TASK STATEMENT: Each line of the records containing "signature" is to be copied out and returned.
══ RECORD EXCERPTS ══
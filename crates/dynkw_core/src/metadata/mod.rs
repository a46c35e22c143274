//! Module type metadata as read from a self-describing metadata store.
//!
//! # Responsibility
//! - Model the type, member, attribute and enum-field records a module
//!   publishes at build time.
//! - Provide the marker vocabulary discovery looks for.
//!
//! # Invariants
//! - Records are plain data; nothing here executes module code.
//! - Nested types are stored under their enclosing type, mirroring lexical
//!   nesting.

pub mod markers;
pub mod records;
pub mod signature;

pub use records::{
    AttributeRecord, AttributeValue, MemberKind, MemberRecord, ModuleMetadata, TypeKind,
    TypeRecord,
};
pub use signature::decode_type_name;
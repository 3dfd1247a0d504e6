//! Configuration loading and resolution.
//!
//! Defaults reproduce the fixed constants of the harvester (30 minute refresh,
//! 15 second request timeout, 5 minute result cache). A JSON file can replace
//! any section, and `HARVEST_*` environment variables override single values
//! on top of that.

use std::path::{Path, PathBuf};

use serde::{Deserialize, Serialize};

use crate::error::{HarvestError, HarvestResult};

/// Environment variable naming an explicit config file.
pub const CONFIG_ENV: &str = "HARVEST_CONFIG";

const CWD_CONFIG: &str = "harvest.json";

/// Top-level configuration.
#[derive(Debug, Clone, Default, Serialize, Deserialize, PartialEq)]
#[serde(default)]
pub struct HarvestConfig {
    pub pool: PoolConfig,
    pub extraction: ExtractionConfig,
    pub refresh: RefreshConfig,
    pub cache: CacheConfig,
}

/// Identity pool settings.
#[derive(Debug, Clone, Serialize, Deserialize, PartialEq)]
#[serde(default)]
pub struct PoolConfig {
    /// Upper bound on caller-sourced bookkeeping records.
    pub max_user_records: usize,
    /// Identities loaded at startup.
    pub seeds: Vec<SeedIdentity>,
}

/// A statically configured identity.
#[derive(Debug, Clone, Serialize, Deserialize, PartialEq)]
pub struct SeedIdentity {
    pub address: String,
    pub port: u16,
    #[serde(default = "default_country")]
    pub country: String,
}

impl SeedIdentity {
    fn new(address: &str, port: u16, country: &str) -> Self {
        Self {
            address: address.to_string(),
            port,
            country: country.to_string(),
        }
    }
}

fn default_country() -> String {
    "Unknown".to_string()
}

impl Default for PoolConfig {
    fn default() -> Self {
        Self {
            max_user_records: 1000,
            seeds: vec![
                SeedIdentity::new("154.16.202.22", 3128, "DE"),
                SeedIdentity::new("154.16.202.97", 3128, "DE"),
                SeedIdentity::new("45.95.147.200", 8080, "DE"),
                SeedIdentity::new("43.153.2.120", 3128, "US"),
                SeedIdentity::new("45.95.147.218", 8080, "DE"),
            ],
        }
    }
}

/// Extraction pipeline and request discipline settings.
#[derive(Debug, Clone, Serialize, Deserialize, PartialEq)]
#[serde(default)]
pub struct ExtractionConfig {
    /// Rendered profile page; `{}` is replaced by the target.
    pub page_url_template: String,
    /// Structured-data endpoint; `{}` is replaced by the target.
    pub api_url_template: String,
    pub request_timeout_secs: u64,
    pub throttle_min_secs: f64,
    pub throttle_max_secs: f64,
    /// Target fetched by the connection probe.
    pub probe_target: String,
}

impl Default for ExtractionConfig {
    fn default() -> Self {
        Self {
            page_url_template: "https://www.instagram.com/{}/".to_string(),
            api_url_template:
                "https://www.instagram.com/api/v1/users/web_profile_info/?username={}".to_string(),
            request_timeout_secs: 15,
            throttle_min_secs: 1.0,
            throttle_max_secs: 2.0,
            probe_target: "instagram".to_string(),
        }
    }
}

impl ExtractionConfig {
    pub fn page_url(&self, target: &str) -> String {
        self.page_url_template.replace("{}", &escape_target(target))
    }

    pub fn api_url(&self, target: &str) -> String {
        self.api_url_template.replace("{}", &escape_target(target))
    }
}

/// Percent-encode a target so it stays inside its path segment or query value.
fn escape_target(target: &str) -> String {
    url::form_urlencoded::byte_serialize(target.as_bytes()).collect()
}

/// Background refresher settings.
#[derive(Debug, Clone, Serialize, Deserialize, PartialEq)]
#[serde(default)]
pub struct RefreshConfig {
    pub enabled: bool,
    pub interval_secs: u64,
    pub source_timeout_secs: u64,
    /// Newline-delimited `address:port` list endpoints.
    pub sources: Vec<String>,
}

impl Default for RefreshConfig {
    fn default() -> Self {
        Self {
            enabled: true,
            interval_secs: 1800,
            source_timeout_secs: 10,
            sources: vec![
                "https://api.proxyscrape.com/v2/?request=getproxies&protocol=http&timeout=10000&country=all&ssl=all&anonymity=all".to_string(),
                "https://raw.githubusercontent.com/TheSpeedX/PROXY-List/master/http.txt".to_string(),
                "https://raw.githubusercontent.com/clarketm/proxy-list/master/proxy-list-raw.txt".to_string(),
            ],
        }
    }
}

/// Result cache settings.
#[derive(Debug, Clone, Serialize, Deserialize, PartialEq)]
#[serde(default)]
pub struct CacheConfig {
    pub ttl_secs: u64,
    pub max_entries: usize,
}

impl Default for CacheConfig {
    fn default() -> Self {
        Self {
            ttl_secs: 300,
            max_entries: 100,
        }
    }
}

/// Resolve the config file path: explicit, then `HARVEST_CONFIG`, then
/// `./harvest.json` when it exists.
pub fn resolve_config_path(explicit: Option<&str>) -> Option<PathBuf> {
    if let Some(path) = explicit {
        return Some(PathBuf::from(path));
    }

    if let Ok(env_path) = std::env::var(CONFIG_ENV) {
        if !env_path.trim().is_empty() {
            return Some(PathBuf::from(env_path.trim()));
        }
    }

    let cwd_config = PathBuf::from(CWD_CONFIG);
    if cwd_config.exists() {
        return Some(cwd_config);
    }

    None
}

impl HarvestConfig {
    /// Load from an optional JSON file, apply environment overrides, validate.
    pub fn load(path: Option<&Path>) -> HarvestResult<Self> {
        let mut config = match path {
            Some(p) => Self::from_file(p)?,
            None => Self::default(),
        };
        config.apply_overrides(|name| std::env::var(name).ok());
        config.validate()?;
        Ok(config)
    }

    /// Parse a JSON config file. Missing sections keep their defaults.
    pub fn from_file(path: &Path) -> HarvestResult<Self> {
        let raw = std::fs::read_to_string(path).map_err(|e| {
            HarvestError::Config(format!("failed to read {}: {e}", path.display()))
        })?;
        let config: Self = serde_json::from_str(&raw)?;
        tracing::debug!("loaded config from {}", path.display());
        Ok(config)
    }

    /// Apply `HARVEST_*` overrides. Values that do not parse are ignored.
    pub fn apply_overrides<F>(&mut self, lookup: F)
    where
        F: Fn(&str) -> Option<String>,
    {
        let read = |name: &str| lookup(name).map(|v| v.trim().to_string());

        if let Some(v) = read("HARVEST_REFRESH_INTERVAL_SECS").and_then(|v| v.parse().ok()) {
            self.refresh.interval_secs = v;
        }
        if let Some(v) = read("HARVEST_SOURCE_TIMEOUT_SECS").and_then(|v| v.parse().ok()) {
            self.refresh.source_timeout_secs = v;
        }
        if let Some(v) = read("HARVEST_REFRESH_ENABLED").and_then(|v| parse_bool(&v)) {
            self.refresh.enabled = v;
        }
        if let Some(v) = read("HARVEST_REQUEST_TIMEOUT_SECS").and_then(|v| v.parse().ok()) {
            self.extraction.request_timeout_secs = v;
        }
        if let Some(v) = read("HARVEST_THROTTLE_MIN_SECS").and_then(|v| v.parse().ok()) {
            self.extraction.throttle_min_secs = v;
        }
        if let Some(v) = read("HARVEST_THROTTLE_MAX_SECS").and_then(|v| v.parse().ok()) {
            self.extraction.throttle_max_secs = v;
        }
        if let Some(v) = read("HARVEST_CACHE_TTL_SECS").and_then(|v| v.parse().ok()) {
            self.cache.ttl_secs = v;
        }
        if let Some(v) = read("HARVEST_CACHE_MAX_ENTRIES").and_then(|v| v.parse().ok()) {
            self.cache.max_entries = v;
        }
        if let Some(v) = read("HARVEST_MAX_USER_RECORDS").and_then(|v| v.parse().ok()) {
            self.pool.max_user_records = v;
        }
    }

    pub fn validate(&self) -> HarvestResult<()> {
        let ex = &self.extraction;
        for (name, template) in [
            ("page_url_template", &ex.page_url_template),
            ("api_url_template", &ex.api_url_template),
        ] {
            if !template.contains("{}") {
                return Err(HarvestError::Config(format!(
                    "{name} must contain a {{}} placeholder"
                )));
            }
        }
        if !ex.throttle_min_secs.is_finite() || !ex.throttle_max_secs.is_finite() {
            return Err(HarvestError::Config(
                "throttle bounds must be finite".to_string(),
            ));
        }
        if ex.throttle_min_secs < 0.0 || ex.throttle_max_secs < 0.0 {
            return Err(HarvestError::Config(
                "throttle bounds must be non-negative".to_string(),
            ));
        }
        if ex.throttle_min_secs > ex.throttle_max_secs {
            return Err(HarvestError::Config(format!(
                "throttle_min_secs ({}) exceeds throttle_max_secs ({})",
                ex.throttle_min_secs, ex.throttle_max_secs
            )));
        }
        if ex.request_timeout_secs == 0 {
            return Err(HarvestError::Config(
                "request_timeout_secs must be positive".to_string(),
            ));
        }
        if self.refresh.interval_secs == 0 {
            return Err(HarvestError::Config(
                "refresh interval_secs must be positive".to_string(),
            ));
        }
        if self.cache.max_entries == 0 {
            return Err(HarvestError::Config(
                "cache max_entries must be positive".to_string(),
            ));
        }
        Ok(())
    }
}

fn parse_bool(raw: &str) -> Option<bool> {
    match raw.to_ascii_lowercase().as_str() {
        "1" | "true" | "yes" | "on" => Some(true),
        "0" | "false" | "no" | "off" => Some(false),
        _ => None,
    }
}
═══
ANSWER TO THIS PROBLEM:
pub mod signature;
pub use signature::decode_type_name;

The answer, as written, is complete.